I hugged my journal to my chest, eyes narrowed more.

"I said you don't have to today,"

"I don't want to. Ever,"

He sighed. "Aiko—"

"No. I changed my mind I'm not going to therapy,"

He rubbed his eyes. "What are you so afraid of?"

"I'm not afraid of anything. I simply don't find the necessity of telling a stranger about my feelings. I feel fine,"

"We need to test everything to try and help,"

"Some stranger isn't going to get rid of the ocean, Kyoya, think logically,"

"They're not, they're going to help you so that you can get rid of it,"

Me? Get rid of it? How can I do that? I'm not the one going to get rid of it. You are. Every time you're around it's gone so that's all I need. I just need you.

"Please give it a try, if you don't like it then I won't make you come back,"

I sighed. "You'll stay with me?"

"I already told you," he smiled and grabbed my hand in his own. "I'll be right outside,"

I nodded, holding onto his hand tightly.

"There's no need to be nervous, I made sure to get the best therapist out there,"

"I'm not nervous," I muttered, looking out the window.

He chuckled. "Of course not," He soothingly rubbed the back of my hand with his thumb.

The limo stopped in front of the clinic. I looked from Kyoya to the building and slowly my ocean began to stir as if in a panic.

"I don't want to go,"

"You're already here,"

I shook my head quickly. "Let's leave,"

He gave me an amused smile and tugged on my arm, pulling me towards him, he wrapped his arms around me, holding me to his chest. I stared with wide eyes at the material of his shirt as the noise of the ocean receded to the back of my mind.

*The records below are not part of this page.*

async fn transcode_media(
    State(state): State<AppState>,
    Json(request): Json<TranscodeRequest>,
) -> GatewayResult<Response> {
    let url = Url::parse(&request.input_url)
        .map_err(|err| GatewayError::InvalidRequest(format!("malformed inputUrl: {err}")))?;
    if url.scheme() != "http" && url.scheme() != "https" {
        return Err(GatewayError::InvalidRequest(format!(
            "unsupported inputUrl scheme {:?}",
            url.scheme()
        )));
    }
    let preset = transcode::preset(&request.preset).ok_or_else(|| {
        let known: Vec<&str> = transcode::PRESETS.iter().map(|preset| preset.name).collect();
        GatewayError::InvalidRequest(format!(
            "unknown preset {:?}; known presets: {}",
            request.preset,
            known.join(", ")
        ))
    })?;

    let args = transcode::ffmpeg_args(&url, preset);
    let stream = spawn_streaming(
        &state.config.ffmpeg_bin,
        &args,
        state.config.subprocess_timeout,
    )
    .await?;
    Ok(attachment(
        Body::from_stream(stream),
        preset.content_type,
        preset.filename,
    ))
}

"You'll be fine, I promise. Its only for an hour,"

I slowly relaxed in his arms, shutting my eyes. "And you'll wait outside?" I wrapped my own arms around him.

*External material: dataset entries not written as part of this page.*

//! Startup configuration for the gateway.
//!
//! Everything the handlers need is resolved exactly once, at startup, into a
//! [`GatewayConfig`] that is shared behind an `Arc`. Values come from an
//! optional key=value config file, then `MEDIAGATE_*` environment variables,
//! then built-in defaults. Handlers never read the process environment.

use anyhow::{Context, Result, bail};
use std::{
    collections::HashMap,
    fs,
    path::{Path, PathBuf},
    time::Duration,
};
use url::Url;

pub const DEFAULT_CONFIG_PATH: &str = "/etc/mediagate-env";
pub const DEFAULT_HOST: &str = "0.0.0.0";
pub const DEFAULT_PORT: u16 = 8080;
pub const DEFAULT_YTDLP_BIN: &str = "yt-dlp";
pub const DEFAULT_FFMPEG_BIN: &str = "ffmpeg";
pub const DEFAULT_DOWNLOAD_DIR: &str = "/var/lib/mediagate/downloads";
pub const DEFAULT_TIMEOUT_SECS: u64 = 600;

/// Raw values as read from the config file, before environment overrides and
/// defaults are applied. Everything is optional at this stage.
#[derive(Debug, Clone, Default)]
pub struct EnvConfig {
    pub ytdlp_bin: Option<String>,
    pub ffmpeg_bin: Option<String>,
    pub download_dir: Option<PathBuf>,
    pub profile_dir: Option<PathBuf>,
    pub cookies_file: Option<PathBuf>,
    pub proxy_url: Option<String>,
    pub host: Option<String>,
    pub port: Option<u16>,
    pub timeout_secs: Option<u64>,
}

/// Fully resolved configuration, constructed once and passed by reference.
#[derive(Debug, Clone)]
pub struct GatewayConfig {
    pub ytdlp_bin: String,
    pub ffmpeg_bin: String,
    pub download_dir: PathBuf,
    pub profile_dir: Option<PathBuf>,
    pub cookies_file: Option<PathBuf>,
    pub proxy_url: Option<String>,
    pub host: String,
    pub port: u16,
    pub subprocess_timeout: Duration,
}

/// Parses a `KEY=value` file, ignoring blank lines and `#` comments. Returns
/// `Ok(None)` when the file does not exist so the defaults apply cleanly.
pub fn read_env_config(path: &Path) -> Result<Option<EnvConfig>> {
    if !path.exists() {
        return Ok(None);
    }
    let content =
        fs::read_to_string(path).with_context(|| format!("reading {}", path.display()))?;
    let mut cfg = EnvConfig::default();
    for line in content.lines() {
        let trimmed = line.trim();
        if trimmed.is_empty() || trimmed.starts_with('#') {
            continue;
        }
        if let Some((key, value_raw)) = trimmed.split_once('=') {
            let value = value_raw.trim().trim_matches('"');
            if value.is_empty() {
                continue;
            }
            match key {
                "YTDLP_BIN" => cfg.ytdlp_bin = Some(value.to_string()),
                "FFMPEG_BIN" => cfg.ffmpeg_bin = Some(value.to_string()),
                "DOWNLOAD_DIR" => cfg.download_dir = Some(PathBuf::from(value)),
                "PROFILE_DIR" => cfg.profile_dir = Some(PathBuf::from(value)),
                "COOKIES_FILE" => cfg.cookies_file = Some(PathBuf::from(value)),
                "PROXY_URL" => cfg.proxy_url = Some(value.to_string()),
                "HOST" => cfg.host = Some(value.to_string()),
                "PORT" => {
                    let port: u16 = value
                        .parse()
                        .with_context(|| format!("parsing PORT from {}", path.display()))?;
                    cfg.port = Some(port);
                }
                "TIMEOUT_SECS" => {
                    let secs: u64 = value
                        .parse()
                        .with_context(|| format!("parsing TIMEOUT_SECS from {}", path.display()))?;
                    cfg.timeout_secs = Some(secs);
                }
                _ => {}
            }
        }
    }
    Ok(Some(cfg))
}

/// Overlays `MEDIAGATE_*` environment variables (plus plain `PORT`, which
/// hosting platforms commonly inject) on top of the file values.
fn apply_environment(cfg: &mut EnvConfig, env: &HashMap<String, String>) -> Result<()> {
    let get = |key: &str| env.get(key).map(|v| v.trim()).filter(|v| !v.is_empty());

    if let Some(value) = get("MEDIAGATE_YTDLP_BIN") {
        cfg.ytdlp_bin = Some(value.to_string());
    }
    if let Some(value) = get("MEDIAGATE_FFMPEG_BIN") {
        cfg.ffmpeg_bin = Some(value.to_string());
    }
    if let Some(value) = get("MEDIAGATE_DOWNLOAD_DIR") {
        cfg.download_dir = Some(PathBuf::from(value));
    }
    if let Some(value) = get("MEDIAGATE_PROFILE_DIR") {
        cfg.profile_dir = Some(PathBuf::from(value));
    }
    if let Some(value) = get("MEDIAGATE_COOKIES_FILE") {
        cfg.cookies_file = Some(PathBuf::from(value));
    }
    if let Some(value) = get("MEDIAGATE_PROXY_URL") {
        cfg.proxy_url = Some(value.to_string());
    }
    if let Some(value) = get("MEDIAGATE_HOST") {
        cfg.host = Some(value.to_string());
    }
    if let Some(value) = get("MEDIAGATE_PORT").or_else(|| get("PORT")) {
        let port: u16 = value
            .parse()
            .with_context(|| format!("parsing port value {value:?}"))?;
        cfg.port = Some(port);
    }
    if let Some(value) = get("MEDIAGATE_TIMEOUT_SECS") {
        let secs: u64 = value
            .parse()
            .with_context(|| format!("parsing MEDIAGATE_TIMEOUT_SECS value {value:?}"))?;
        cfg.timeout_secs = Some(secs);
    }
    Ok(())
}

impl GatewayConfig {
    /// Resolves the configuration from a file path plus the current process
    /// environment.
    pub fn load(path: impl AsRef<Path>) -> Result<Self> {
        let env: HashMap<String, String> = std::env::vars().collect();
        Self::load_with_env(path, &env)
    }

    pub fn load_with_env(path: impl AsRef<Path>, env: &HashMap<String, String>) -> Result<Self> {
        let mut cfg = read_env_config(path.as_ref())?.unwrap_or_default();
        apply_environment(&mut cfg, env)?;
        Ok(Self::from_env_config(cfg))
    }

    fn from_env_config(cfg: EnvConfig) -> Self {
        Self {
            ytdlp_bin: cfg.ytdlp_bin.unwrap_or_else(|| DEFAULT_YTDLP_BIN.into()),
            ffmpeg_bin: cfg.ffmpeg_bin.unwrap_or_else(|| DEFAULT_FFMPEG_BIN.into()),
            download_dir: cfg
                .download_dir
                .unwrap_or_else(|| PathBuf::from(DEFAULT_DOWNLOAD_DIR)),
            profile_dir: cfg.profile_dir,
            cookies_file: cfg.cookies_file,
            proxy_url: cfg.proxy_url,
            host: cfg.host.unwrap_or_else(|| DEFAULT_HOST.into()),
            port: cfg.port.unwrap_or(DEFAULT_PORT),
            subprocess_timeout: Duration::from_secs(
                cfg.timeout_secs.unwrap_or(DEFAULT_TIMEOUT_SECS),
            ),
        }
    }

    /// Fail-fast checks that the original design deferred to request time:
    /// the download directory must be creatable and the proxy URL, when set,
    /// must parse.
    pub fn validate(&self) -> Result<()> {
        fs::create_dir_all(&self.download_dir)
            .with_context(|| format!("creating download dir {}", self.download_dir.display()))?;
        if let Some(proxy) = &self.proxy_url {
            Url::parse(proxy).with_context(|| format!("parsing proxy URL {proxy:?}"))?;
        }
        if self.subprocess_timeout.is_zero() {
            bail!("subprocess timeout must be greater than zero");
        }
        Ok(())
    }
}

My voice had sounded weak then, as if I were truly scared. I'm not scared... I just don't see the point in going.

"I will," he spoke in a soft and quiet tone.

"Okay," I mumbled.

We both held onto each other for a second longer before the driver began to open our door and we tore away from each other. We walked into the building hand in hand, it took everything within myself not to turn around and walk out. The elevator ride up was horrible, I couldn't breath and I clung to Kyoya's hand so tightly, I'm surprised I haven't broken it yet.